» The records

//! Pluggable entry engines: consulted only while a symbol pipeline is flat
//! and its entry predicates have already passed.

mod crossover;
pub mod engine_trait;
mod reversion;
mod stub;

pub use crossover::CrossoverEngine;
pub use engine_trait::{EntryEngine, EntrySignal};
pub use reversion::ReversionEngine;
pub use stub::StubEngine;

» What to produce
The span to print begins at the line containing "pub use crossover::CrossoverEngine;" and ends at the final line of the entries; print it exactly and print nothing else.

» Answer for this exercise
pub use crossover::CrossoverEngine;
pub use engine_trait::{EntryEngine, EntrySignal};
pub use reversion::ReversionEngine;
pub use stub::StubEngine;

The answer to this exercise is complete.